9th dec. 2015 Dr. Sami Adil


ADHD is a neuropsychiatric condition starting since childhood characterized by diminished sustained attention, and increased impulsivity or hyperactivity. ADHD significantly affects academic functioning, as well as social and interpersonal functioning. Dopamine and prefrontal cortex

Epidemiology

Affects 5% of school-aged children and 50% continue to have symptoms as adults (2.5% of adults). More in males than in females.

Aetiology

Largely genetic. Heritability of 75%. 2-8 times increased risk in first degree relatives. Normal CNS structure. Dysfunction in the prefrontal cortex and dopamine has been theorized.

Dx. & Clinical features

The patient should have 6 symptoms from a list of 18 signs and symptoms. We would not mention all those 18 list. Usually the diagnosis should be made cautiously. There is a risk of overdiagnosis.
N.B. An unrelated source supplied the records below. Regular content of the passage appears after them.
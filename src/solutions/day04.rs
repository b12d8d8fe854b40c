use anyhow::Result;

use crate::Answer;

const DIRECTIONS: [(i64, i64); 8] = [
    (-1, -1),
    (-1, 0),
    (-1, 1),
    (0, -1),
    (0, 1),
    (1, -1),
    (1, 0),
    (1, 1),
];

pub fn day4(input: &str) -> Result<(Answer, Answer)> {
    let grid: Vec<&[u8]> = input.lines().map(str::as_bytes).collect();
    let at = |row: i64, col: i64| -> u8 {
        if row < 0 || col < 0 {
            return 0;
        }
        grid.get(row as usize)
            .and_then(|line| line.get(col as usize))
            .copied()
            .unwrap_or(0)
    };

    let mut words = 0i64;
    let mut crosses = 0i64;
    for row in 0..grid.len() as i64 {
        for col in 0..grid[row as usize].len() as i64 {
            match at(row, col) {
                b'X' => {
                    for (dr, dc) in DIRECTIONS {
                        if (1..4).all(|i| at(row + i * dr, col + i * dc) == b"XMAS"[i as usize]) {
                            words += 1;
                        }
                    }
                }
                b'A' => {
                    let is_mas = |(a, b): (u8, u8)| (a, b) == (b'M', b'S') || (a, b) == (b'S', b'M');
                    if is_mas((at(row - 1, col - 1), at(row + 1, col + 1)))
                        && is_mas((at(row - 1, col + 1), at(row + 1, col - 1)))
                    {
                        crosses += 1;
                    }
                }
                _ => {}
            }
        }
    }

    Ok((words.into(), crosses.into()))
}

#[cfg(test)]
mod tests {
    use indoc::indoc;

    use super::*;

    #[test]
    fn test_day4() -> Result<()> {
        let example = indoc! {"
            MMMSXXMASM
            MSAMXMSMSA
            AMXSXMAAMM
            MSAMASMSMX
            XMASAMXAMM
            XXAMMXXAMA
            SMSMSASXSS
            SAXAMASAAA
            MAMMMXMMMM
            MXMXAXMASX
        "};
        let (part1, part2) = day4(example)?;
        assert_eq!(part1, 18);
        assert_eq!(part2, 9);
        Ok(())
    }
}
use anyhow::{ensure, Result};

use crate::{do_slow_tasks, Answer};

pub fn day9(input: &str) -> Result<(Answer, Answer)> {
    let widths: Vec<i64> = input
        .trim()
        .bytes()
        .map(|b| {
            ensure!(
                b.is_ascii_digit(),
                "disk map must be decimal digits, got {:?}",
                b as char
            );
            Ok((b - b'0') as i64)
        })
        .collect::<Result<_>>()?;

    let part2 = if do_slow_tasks() {
        compact_whole_files(&widths).into()
    } else {
        Answer::Skipped
    };

    Ok((compact_blocks(&widths).into(), part2))
}

/// Moves single blocks from the back of the disk into the frontmost holes.
fn compact_blocks(widths: &[i64]) -> i64 {
    let mut disk: Vec<Option<i64>> = Vec::new();
    for (i, &width) in widths.iter().enumerate() {
        let id = (i % 2 == 0).then_some((i / 2) as i64);
        disk.extend(std::iter::repeat(id).take(width as usize));
    }

    let mut lo = 0;
    let mut hi = disk.len();
    while lo < hi {
        if disk[lo].is_some() {
            lo += 1;
        } else if disk[hi - 1].is_none() {
            hi -= 1;
        } else {
            disk.swap(lo, hi - 1);
        }
    }

    disk.iter()
        .enumerate()
        .filter_map(|(position, id)| id.map(|id| position as i64 * id))
        .sum()
}

/// Moves each file once, in decreasing id order, into the leftmost gap that
/// fits entirely to its left. Files that fit nowhere stay put.
fn compact_whole_files(widths: &[i64]) -> i64 {
    let mut files = Vec::new(); // (start, width), indexed by id
    let mut gaps = Vec::new(); // (start, width), sorted by start
    let mut position = 0i64;
    for (i, &width) in widths.iter().enumerate() {
        if i % 2 == 0 {
            files.push((position, width));
        } else if width > 0 {
            gaps.push((position, width));
        }
        position += width;
    }

    for id in (0..files.len()).rev() {
        let (start, width) = files[id];
        if let Some(gap) = gaps
            .iter_mut()
            .take_while(|&&mut (gap_start, _)| gap_start < start)
            .find(|&&mut (_, gap_width)| gap_width >= width)
        {
            files[id].0 = gap.0;
            gap.0 += width;
            gap.1 -= width;
        }
    }

    files
        .iter()
        .enumerate()
        .map(|(id, &(start, width))| id as i64 * (start..start + width).sum::<i64>())
        .sum()
}
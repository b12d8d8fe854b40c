use anyhow::{Context, Result};
use itertools::Itertools;
use petgraph::graphmap::UnGraphMap;
use rustc_hash::FxHashSet;

use crate::Answer;

fn parse(input: &str) -> Result<UnGraphMap<&str, ()>> {
    let mut graph = UnGraphMap::new();
    for line in input.lines().filter(|line| !line.is_empty()) {
        let (left, right) = line
            .split_once('-')
            .with_context(|| format!("expected a-b link, got {line:?}"))?;
        graph.add_edge(left, right, ());
    }
    Ok(graph)
}

/// Counts triangles containing at least one computer whose name starts with
/// `t`. Ordering the corners lexicographically counts each triangle once.
fn historian_triangles(graph: &UnGraphMap<&str, ()>) -> usize {
    graph
        .all_edges()
        .map(|(a, b, _)| {
            let (a, b) = (a.min(b), a.max(b));
            graph
                .neighbors(a)
                .filter(|&c| c > b && graph.contains_edge(b, c))
                .filter(|&c| [a, b, c].iter().any(|n| n.starts_with('t')))
                .count()
        })
        .sum()
}

/// Bron-Kerbosch with pivoting; the LAN party is the maximum clique.
fn maximum_clique<'a>(graph: &UnGraphMap<&'a str, ()>) -> Vec<&'a str> {
    fn extend<'a>(
        graph: &UnGraphMap<&'a str, ()>,
        clique: &mut Vec<&'a str>,
        mut candidates: FxHashSet<&'a str>,
        mut excluded: FxHashSet<&'a str>,
        best: &mut Vec<&'a str>,
    ) {
        if candidates.is_empty() && excluded.is_empty() {
            if clique.len() > best.len() {
                *best = clique.clone();
            }
            return;
        }
        // branch only on candidates not adjacent to the pivot
        let pivot = candidates
            .iter()
            .chain(&excluded)
            .copied()
            .max_by_key(|&n| graph.neighbors(n).count());
        let branches: Vec<&str> = match pivot {
            Some(pivot) => candidates
                .iter()
                .copied()
                .filter(|&n| !graph.contains_edge(pivot, n))
                .collect(),
            None => candidates.iter().copied().collect(),
        };
        for node in branches {
            let neighbors: FxHashSet<&str> = graph.neighbors(node).collect();
            clique.push(node);
            extend(
                graph,
                clique,
                candidates.intersection(&neighbors).copied().collect(),
                excluded.intersection(&neighbors).copied().collect(),
                best,
            );
            clique.pop();
            candidates.remove(node);
            excluded.insert(node);
        }
    }

    let mut best = Vec::new();
    extend(
        graph,
        &mut Vec::new(),
        graph.nodes().collect(),
        FxHashSet::default(),
        &mut best,
    );
    best
}

pub fn day23(input: &str) -> Result<(Answer, Answer)> {
    let graph = parse(input)?;
    let password = maximum_clique(&graph).into_iter().sorted().join(",");
    Ok((historian_triangles(&graph).into(), password.into()))
}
For diagnosis to be made these symptoms must be present for at least 6 months, onset be before age 12 years plus evidence of impairment in 2 settings

DSM 5 specifiers: 1. Combined presentation, 2. Predominantly hyperactive/impulsive, and 3. Predominantly inattentive.


Differential diagnosis
Petit mal epilepsy Hearing and visual impairment Thyroid abnormalities Hypoglycemia Normal child, especially before the age of 3 years. Bipolar Conduct disorder Learning disability Specific learning disorders

Course and prognosis

Fifty percent of patients have remission between the ages of 12 and 20. The other 50% continue to have symptoms as adults. They are more predisposed to antisocial behavior, substance use disorders, and mood disorders.

Treatment

Pharmacotherapy is the 1st line. CNS stimulants are 1st choice, but CI in cardiac problems. methyphenidate and dextroamphetamine (both are dopamine agonists). Vyvanse is a pro-drug of dextroamphetamine that is FDA approved for children 6 years and older.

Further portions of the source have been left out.